== Segment start ==
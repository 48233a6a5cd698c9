//! Shared styling utilities for terminal output.

use console::Style;

use suitebranch_core::models::{BranchStatus, ChangeType, MergeRequestStatus, ResolutionStatus};

/// Create a success-styled string (green with checkmark).
pub fn success(msg: &str) -> String {
    let style = Style::new().green();
    format!("{} {}", style.apply_to("✓"), msg)
}

/// Create an error-styled string (red with cross).
pub fn error(msg: &str) -> String {
    let style = Style::new().red();
    format!("{} {}", style.apply_to("✗"), msg)
}

/// Create a warning-styled string (yellow).
pub fn warn(msg: &str) -> String {
    let style = Style::new().yellow();
    format!("{} {}", style.apply_to("⚠"), msg)
}

/// Create a header-styled string (bold, white).
pub fn header(msg: &str) -> String {
    let style = Style::new().bold();
    style.apply_to(msg).to_string()
}

/// Create a dim-styled string.
pub fn dim(msg: &str) -> String {
    let style = Style::new().dim();
    style.apply_to(msg).to_string()
}

pub fn branch_status(status: BranchStatus) -> String {
    let style = match status {
        BranchStatus::Active => Style::new().green(),
        BranchStatus::Merged => Style::new().magenta(),
        BranchStatus::Closed | BranchStatus::Archived => Style::new().dim(),
    };
    style.apply_to(status.as_str()).to_string()
}

pub fn request_status(status: MergeRequestStatus) -> String {
    let style = match status {
        MergeRequestStatus::Open => Style::new().green(),
        MergeRequestStatus::Conflict => Style::new().red().bold(),
        MergeRequestStatus::Merged => Style::new().magenta(),
        MergeRequestStatus::Closed => Style::new().dim(),
    };
    style.apply_to(status.as_str()).to_string()
}

pub fn resolution_status(status: ResolutionStatus) -> String {
    let style = match status {
        ResolutionStatus::Pending => Style::new().yellow(),
        ResolutionStatus::Resolved => Style::new().green(),
    };
    style.apply_to(status.as_str()).to_string()
}

/// `+`, `-` or `~` marker for a change, coloured like a unified diff.
pub fn change_marker(change: ChangeType) -> String {
    match change {
        ChangeType::Added => Style::new().green().apply_to("+").to_string(),
        ChangeType::Removed => Style::new().red().apply_to("-").to_string(),
        ChangeType::Modified => Style::new().yellow().apply_to("~").to_string(),
    }
}

/// First eight characters of an id, enough to tell rows apart.
pub fn short_id(id: &str) -> &str {
    id.get(..8).unwrap_or(id)
}

/// Truncate a string to at most `max_len` characters, appending "..." if
/// truncated.
pub fn truncate(s: &str, max_len: usize) -> String {
    if s.chars().count() <= max_len {
        return s.to_string();
    }
    let kept: String = s.chars().take(max_len.saturating_sub(3)).collect();
    format!("{kept}...")
}

#[cfg(test)]
mod tests {
    use super::*;

    #[test]
    fn test_short_id_handles_short_input() {
        assert_eq!(short_id("0123456789abcdef"), "01234567");
        assert_eq!(short_id("abc"), "abc");
    }

    #[test]
    fn test_truncate_counts_characters() {
        assert_eq!(truncate("hello", 10), "hello");
        assert_eq!(truncate("hello world", 8), "hello...");
        assert_eq!(truncate("ééééé", 4), "é...");
    }
}
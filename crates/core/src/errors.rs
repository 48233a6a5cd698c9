//! Error types for the SuiteBranch core library.
//!
//! Each subsystem that talks to the outside world (SQLite, the config file)
//! has its own error type derived with `thiserror`. The top-level
//! [`CoreError`] carries the workflow taxonomy that callers branch on:
//! validation, missing records, unresolved conflicts, stale branches,
//! incompatible resolutions and persistence failures.

use thiserror::Error;

/// Convenience alias used by every engine in the crate.
pub type CoreResult<T> = Result<T, CoreError>;

// ---------------------------------------------------------------------------
// Top-level error
// ---------------------------------------------------------------------------

/// Unified error type for the branching and merge workflow.
#[derive(Debug, Error)]
pub enum CoreError {
    /// Bad input: duplicate name, missing parent, illegal transition, ...
    #[error("validation failed: {0}")]
    Validation(String),

    /// An unknown branch, snapshot, merge request or conflict id.
    #[error("{entity} not found: {id}")]
    NotFound { entity: String, id: String },

    /// A merge was attempted while conflicts are still pending.
    #[error(
        "merge request {merge_request_id} has {} unresolved conflict(s): {}",
        .unresolved.len(),
        .unresolved.join(", ")
    )]
    Conflict {
        merge_request_id: String,
        unresolved: Vec<String>,
    },

    /// The target branch moved since the merge request was computed.
    #[error(
        "branch {branch_id} is stale: expected head {expected}, found {}",
        .actual.as_deref().unwrap_or("<none>")
    )]
    StaleBranch {
        branch_id: String,
        expected: String,
        actual: Option<String>,
    },

    /// The chosen strategy cannot settle this kind of conflict.
    #[error("incompatible resolution for conflict {conflict_id}: {detail}")]
    IncompatibleResolution { conflict_id: String, detail: String },

    /// The underlying store failed.
    #[error(transparent)]
    Persistence(#[from] DatabaseError),

    /// A long-running computation observed caller cancellation.
    #[error("operation cancelled")]
    Cancelled,

    #[error(transparent)]
    Config(#[from] ConfigError),

    /// Stored JSON could not be (de)serialized.
    #[error("serialization error: {0}")]
    Serialization(#[from] serde_json::Error),
}

impl CoreError {
    pub fn validation(detail: impl Into<String>) -> Self {
        Self::Validation(detail.into())
    }

    pub fn not_found(entity: &str, id: impl Into<String>) -> Self {
        Self::NotFound {
            entity: entity.to_string(),
            id: id.into(),
        }
    }

    /// Process exit code used by the CLI for this error.
    pub fn exit_code(&self) -> u8 {
        match self {
            Self::Validation(_) => 2,
            Self::NotFound { .. } => 3,
            Self::Conflict { .. } => 4,
            Self::StaleBranch { .. } => 5,
            Self::IncompatibleResolution { .. } => 6,
            Self::Persistence(_) | Self::Serialization(_) => 7,
            Self::Cancelled => 8,
            Self::Config(_) => 1,
        }
    }
}

impl From<rusqlite::Error> for CoreError {
    fn from(err: rusqlite::Error) -> Self {
        Self::Persistence(DatabaseError::SqliteError(err))
    }
}

// ---------------------------------------------------------------------------
// Configuration errors
// ---------------------------------------------------------------------------

/// Errors from configuration loading and validation.
#[derive(Debug, Error)]
pub enum ConfigError {
    /// Config file not found.
    #[error("configuration file not found: {0}")]
    FileNotFound(String),

    /// TOML parse error.
    #[error("configuration parse error: {0}")]
    ParseError(String),

    /// A config value is invalid.
    #[error("invalid configuration value for '{field}': {detail}")]
    InvalidValue { field: String, detail: String },

    /// Generic I/O error reading the config file.
    #[error("configuration I/O error: {0}")]
    IoError(#[from] std::io::Error),
}

// ---------------------------------------------------------------------------
// Database errors
// ---------------------------------------------------------------------------

/// Errors from the SQLite persistence layer.
#[derive(Debug, Error)]
pub enum DatabaseError {
    /// Underlying rusqlite error.
    #[error("database error: {0}")]
    SqliteError(#[from] rusqlite::Error),

    /// A migration failed.
    #[error("database migration failed (version {version}): {detail}")]
    MigrationFailed { version: u32, detail: String },

    /// A stored column held a value outside its domain.
    #[error("corrupt value in {column}: {value}")]
    CorruptValue { column: String, value: String },

    /// Generic I/O error (e.g. file permissions).
    #[error("database I/O error: {0}")]
    IoError(#[from] std::io::Error),
}

#[cfg(test)]
mod tests {
    use super::*;

    #[test]
    fn test_conflict_error_enumerates_ids() {
        let err = CoreError::Conflict {
            merge_request_id: "mr-1".into(),
            unresolved: vec!["c-1".into(), "c-2".into()],
        };
        let msg = err.to_string();
        assert!(msg.contains("2 unresolved"));
        assert!(msg.contains("c-1, c-2"));
    }

    #[test]
    fn test_stale_branch_message() {
        let err = CoreError::StaleBranch {
            branch_id: "b".into(),
            expected: "s1".into(),
            actual: Some("s2".into()),
        };
        assert_eq!(
            err.to_string(),
            "branch b is stale: expected head s1, found s2"
        );
    }

    #[test]
    fn test_exit_codes_are_distinct() {
        let errors = vec![
            CoreError::validation("x"),
            CoreError::not_found("branch", "x"),
            CoreError::Conflict {
                merge_request_id: "m".into(),
                unresolved: vec![],
            },
            CoreError::StaleBranch {
                branch_id: "b".into(),
                expected: "e".into(),
                actual: None,
            },
            CoreError::IncompatibleResolution {
                conflict_id: "c".into(),
                detail: "d".into(),
            },
            CoreError::Persistence(DatabaseError::CorruptValue {
                column: "c".into(),
                value: "v".into(),
            }),
            CoreError::Cancelled,
        ];
        let mut codes: Vec<u8> = errors.iter().map(CoreError::exit_code).collect();
        codes.sort_unstable();
        codes.dedup();
        assert_eq!(codes.len(), 7);
        assert!(!codes.contains(&0));
    }

    #[test]
    fn test_sqlite_error_maps_to_persistence() {
        let err: CoreError = rusqlite::Error::QueryReturnedNoRows.into();
        assert!(matches!(err, CoreError::Persistence(_)));
    }
}
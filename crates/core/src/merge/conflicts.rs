//! Conflict detection between two diffs that share a base.
//!
//! A path conflicts when both sides touched it (or one touched an ancestor
//! of a path the other touched) and the two resulting values differ.
//! Nested touches are folded into one conflict at the shortest path, whose
//! values are the whole subtrees.
//!
//! Arrays are diffed by index, so an insert or delete on one side moves every
//! later element. When the other side touched any of the moved positions the
//! whole array becomes the conflict; its index-based changes are never
//! replayed onto the shifted array.

use std::collections::{BTreeMap, BTreeSet};

use serde_json::{Map, Value};

use crate::diff::{json::lookup, SCENARIOS_ROOT};
use crate::models::{
    ChangeType, ConfigChange, ConflictKind, Diff, KeyPath, PathSegment, SnapshotContent,
};

/// A conflict found during merge request creation, before it is persisted.
#[derive(Debug, Clone, PartialEq)]
pub struct DetectedConflict {
    pub kind: ConflictKind,
    pub path: String,
    pub key_path: Option<KeyPath>,
    pub base_value: Option<Value>,
    pub source_value: Option<Value>,
    pub target_value: Option<Value>,
}

/// The scenario list wrapped so that scenario key paths address into it.
pub(crate) fn scenarios_doc(content: &SnapshotContent) -> Value {
    let mut doc = Map::new();
    doc.insert(
        SCENARIOS_ROOT.to_string(),
        Value::Array(content.scenarios.clone()),
    );
    Value::Object(doc)
}

/// Find every conflict between `source_diff` and `target_diff`.
///
/// Both diffs must start from `base`; code conflicts come first (by path),
/// then config, then scenario conflicts (by key path).
pub fn detect_conflicts(
    base: &SnapshotContent,
    source: &SnapshotContent,
    target: &SnapshotContent,
    source_diff: &Diff,
    target_diff: &Diff,
) -> Vec<DetectedConflict> {
    let mut conflicts = Vec::new();

    let target_paths: BTreeSet<&str> = target_diff
        .code_changes
        .iter()
        .map(|c| c.path.as_str())
        .collect();
    for change in &source_diff.code_changes {
        if !target_paths.contains(change.path.as_str()) {
            continue;
        }
        let source_text = source.code_files.get(&change.path);
        let target_text = target.code_files.get(&change.path);
        if source_text == target_text {
            continue;
        }
        conflicts.push(DetectedConflict {
            kind: ConflictKind::Code,
            path: change.path.clone(),
            key_path: None,
            base_value: base.code_files.get(&change.path).cloned().map(Value::String),
            source_value: source_text.cloned().map(Value::String),
            target_value: target_text.cloned().map(Value::String),
        });
    }

    structural_conflicts(
        ConflictKind::Config,
        (&base.config, &source.config, &target.config),
        &source_diff.config_changes,
        &target_diff.config_changes,
        &mut conflicts,
    );

    let docs = (scenarios_doc(base), scenarios_doc(source), scenarios_doc(target));
    structural_conflicts(
        ConflictKind::Scenario,
        (&docs.0, &docs.1, &docs.2),
        &source_diff.scenario_changes,
        &target_diff.scenario_changes,
        &mut conflicts,
    );

    conflicts
}

/// Shortest paths where touches from both sides meet.
pub(crate) fn conflict_roots(source: &[ConfigChange], target: &[ConfigChange]) -> Vec<KeyPath> {
    let mut candidates = BTreeSet::new();
    for s in source {
        for t in target {
            if s.key_path.is_prefix_of(&t.key_path) {
                candidates.insert(s.key_path.clone());
            } else if t.key_path.is_prefix_of(&s.key_path) {
                candidates.insert(t.key_path.clone());
            }
        }
    }
    for (shifting, other) in [(source, target), (target, source)] {
        for (array, lowest) in shifted_arrays(shifting) {
            let touched = other
                .iter()
                .filter_map(|c| index_under(&array, &c.key_path))
                .any(|idx| idx >= lowest);
            if touched {
                candidates.insert(array);
            }
        }
    }
    candidates
        .iter()
        .filter(|path| {
            !candidates
                .iter()
                .any(|other| other != *path && other.is_prefix_of(path))
        })
        .cloned()
        .collect()
}

/// Arrays whose length `changes` alters, mapped to the lowest index the
/// same change list touches inside them. Elements from that index on may
/// have moved.
fn shifted_arrays(changes: &[ConfigChange]) -> BTreeMap<KeyPath, usize> {
    let mut shifted = BTreeMap::new();
    for change in changes {
        if change.change_type == ChangeType::Modified {
            continue;
        }
        if let Some((PathSegment::Index(_), parent)) = change.key_path.segments().split_last() {
            shifted.insert(KeyPath(parent.to_vec()), usize::MAX);
        }
    }
    for (array, lowest) in shifted.iter_mut() {
        for change in changes {
            if let Some(idx) = index_under(array, &change.key_path) {
                *lowest = (*lowest).min(idx);
            }
        }
    }
    shifted
}

/// Index of the element of `array` that `path` lies in, if any.
fn index_under(array: &KeyPath, path: &KeyPath) -> Option<usize> {
    if !array.is_prefix_of(path) {
        return None;
    }
    match path.segments().get(array.segments().len()) {
        Some(PathSegment::Index(idx)) => Some(*idx),
        _ => None,
    }
}

fn structural_conflicts(
    kind: ConflictKind,
    (base, source, target): (&Value, &Value, &Value),
    source_changes: &[ConfigChange],
    target_changes: &[ConfigChange],
    out: &mut Vec<DetectedConflict>,
) {
    for root in conflict_roots(source_changes, target_changes) {
        let source_value = lookup(source, &root).cloned();
        let target_value = lookup(target, &root).cloned();
        if source_value == target_value {
            continue;
        }
        out.push(DetectedConflict {
            kind,
            path: root.to_string(),
            base_value: lookup(base, &root).cloned(),
            key_path: Some(root),
            source_value,
            target_value,
        });
    }
}

#[cfg(test)]
mod tests {
    use super::*;
    use crate::diff::diff_contents;
    use serde_json::json;
    use tokio_util::sync::CancellationToken;

    fn config(value: Value) -> SnapshotContent {
        SnapshotContent::with_config(value)
    }

    fn detect(
        base: &SnapshotContent,
        source: &SnapshotContent,
        target: &SnapshotContent,
    ) -> Vec<DetectedConflict> {
        let cancel = CancellationToken::new();
        let ds = diff_contents("b", "s", base, source, usize::MAX, &cancel).unwrap();
        let dt = diff_contents("b", "t", base, target, usize::MAX, &cancel).unwrap();
        detect_conflicts(base, source, target, &ds, &dt)
    }

    #[test]
    fn test_same_key_different_values_conflict() {
        let base = config(json!({"timeout": 10}));
        let found = detect(&base, &config(json!({"timeout": 20})), &config(json!({"timeout": 30})));
        assert_eq!(found.len(), 1);
        assert_eq!(found[0].path, "timeout");
        assert_eq!(found[0].kind, ConflictKind::Config);
        assert_eq!(found[0].base_value, Some(json!(10)));
        assert_eq!(found[0].source_value, Some(json!(20)));
        assert_eq!(found[0].target_value, Some(json!(30)));
    }

    #[test]
    fn test_identical_changes_do_not_conflict() {
        let base = config(json!({"timeout": 10}));
        let both = config(json!({"timeout": 20}));
        assert!(detect(&base, &both, &both).is_empty());
    }

    #[test]
    fn test_disjoint_keys_do_not_conflict() {
        let base = config(json!({"a": 1, "b": 1}));
        let found = detect(&base, &config(json!({"a": 2, "b": 1})), &config(json!({"a": 1, "b": 2})));
        assert!(found.is_empty());
    }

    #[test]
    fn test_nested_touches_fold_to_shorter_path() {
        let base = config(json!({"env": {"url": "a", "port": 1}}));
        let source = config(json!({"env": "prod"}));
        let target = config(json!({"env": {"url": "b", "port": 1}}));
        let found = detect(&base, &source, &target);
        assert_eq!(found.len(), 1);
        assert_eq!(found[0].path, "env");
        assert_eq!(found[0].source_value, Some(json!("prod")));
        assert_eq!(found[0].target_value, Some(json!({"url": "b", "port": 1})));
    }

    #[test]
    fn test_delete_versus_edit_conflicts() {
        let base = config(json!({"retries": 1}));
        let found = detect(&base, &config(json!({})), &config(json!({"retries": 2})));
        assert_eq!(found.len(), 1);
        assert_eq!(found[0].source_value, None);
        assert_eq!(found[0].target_value, Some(json!(2)));
    }

    #[test]
    fn test_code_file_conflict() {
        let mut base = SnapshotContent::default();
        base.code_files.insert("login.spec".into(), "open\n".into());
        let mut source = base.clone();
        source.code_files.insert("login.spec".into(), "open\nclick\n".into());
        let mut target = base.clone();
        target.code_files.insert("login.spec".into(), "open\ntype\n".into());

        let found = detect(&base, &source, &target);
        assert_eq!(found.len(), 1);
        assert_eq!(found[0].kind, ConflictKind::Code);
        assert_eq!(found[0].path, "login.spec");
        assert!(found[0].key_path.is_none());
        assert_eq!(found[0].base_value, Some(json!("open\n")));
    }

    #[test]
    fn test_scenario_conflicts_use_scenario_paths() {
        let mut base = SnapshotContent::default();
        base.scenarios = vec![json!({"name": "login", "steps": 2})];
        let mut source = base.clone();
        source.scenarios[0]["steps"] = json!(3);
        let mut target = base.clone();
        target.scenarios[0]["steps"] = json!(4);

        let found = detect(&base, &source, &target);
        assert_eq!(found.len(), 1);
        assert_eq!(found[0].kind, ConflictKind::Scenario);
        assert_eq!(found[0].path, "scenarios[0].steps");
    }

    fn scenarios(items: Value) -> SnapshotContent {
        let mut content = SnapshotContent::default();
        content.scenarios = serde_json::from_value(items).unwrap();
        content
    }

    #[test]
    fn test_delete_shifting_an_edited_scenario_conflicts() {
        let base = scenarios(json!([{"name": "login"}, {"name": "logout"}]));
        let source = scenarios(json!([{"name": "login", "steps": 5}, {"name": "logout"}]));
        let target = scenarios(json!([{"name": "logout"}]));

        let found = detect(&base, &source, &target);
        assert_eq!(found.len(), 1);
        assert_eq!(found[0].kind, ConflictKind::Scenario);
        assert_eq!(found[0].path, "scenarios");
        assert_eq!(found[0].target_value, Some(json!([{"name": "logout"}])));
    }

    #[test]
    fn test_insert_shifting_an_edited_element_conflicts() {
        let base = config(json!({"hosts": ["a", "b"]}));
        let source = config(json!({"hosts": ["x", "a", "b"]}));
        let target = config(json!({"hosts": ["a", "B"]}));

        let found = detect(&base, &source, &target);
        assert_eq!(found.len(), 1);
        assert_eq!(found[0].path, "hosts");
        assert_eq!(found[0].source_value, Some(json!(["x", "a", "b"])));
        assert_eq!(found[0].target_value, Some(json!(["a", "B"])));
    }

    #[test]
    fn test_different_appends_conflict() {
        let base = scenarios(json!([{"name": "login"}]));
        let source = scenarios(json!([{"name": "login"}, {"name": "search"}]));
        let target = scenarios(json!([{"name": "login"}, {"name": "cart"}]));

        let found = detect(&base, &source, &target);
        assert_eq!(found.len(), 1);
        assert_eq!(found[0].path, "scenarios");
    }

    #[test]
    fn test_append_and_earlier_edit_do_not_conflict() {
        let base = scenarios(json!([{"name": "login"}, {"name": "logout"}]));
        let source = scenarios(json!([{"name": "login", "steps": 3}, {"name": "logout"}]));
        let target = scenarios(json!([{"name": "login"}, {"name": "logout"}, {"name": "cart"}]));
        assert!(detect(&base, &source, &target).is_empty());
    }

    #[test]
    fn test_shift_in_nested_array_stays_local() {
        let base = config(json!({"env": {"tags": ["a", "b"]}, "retries": 1}));
        let source = config(json!({"env": {"tags": ["b"]}, "retries": 1}));
        let target = config(json!({"env": {"tags": ["a", "c"]}, "retries": 2}));

        let found = detect(&base, &source, &target);
        assert_eq!(found.len(), 1);
        assert_eq!(found[0].path, "env.tags");
    }

    #[test]
    fn test_roots_are_minimal() {
        let change = |path: KeyPath| ConfigChange {
            key_path: path,
            change_type: crate::models::ChangeType::Modified,
            old_value: None,
            new_value: None,
        };
        let a = KeyPath::key("a");
        let source = vec![change(a.clone()), change(a.child_key("x"))];
        let target = vec![change(a.child_key("x").child_key("y"))];
        assert_eq!(conflict_roots(&source, &target), vec![a]);
    }
}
== Segment end ==
Problem description
Please copy all lines of the listing in which the string "field" occurs.

Answer to this problem
    #[error("invalid configuration value for '{field}': {detail}")]
    InvalidValue { field: String, detail: String },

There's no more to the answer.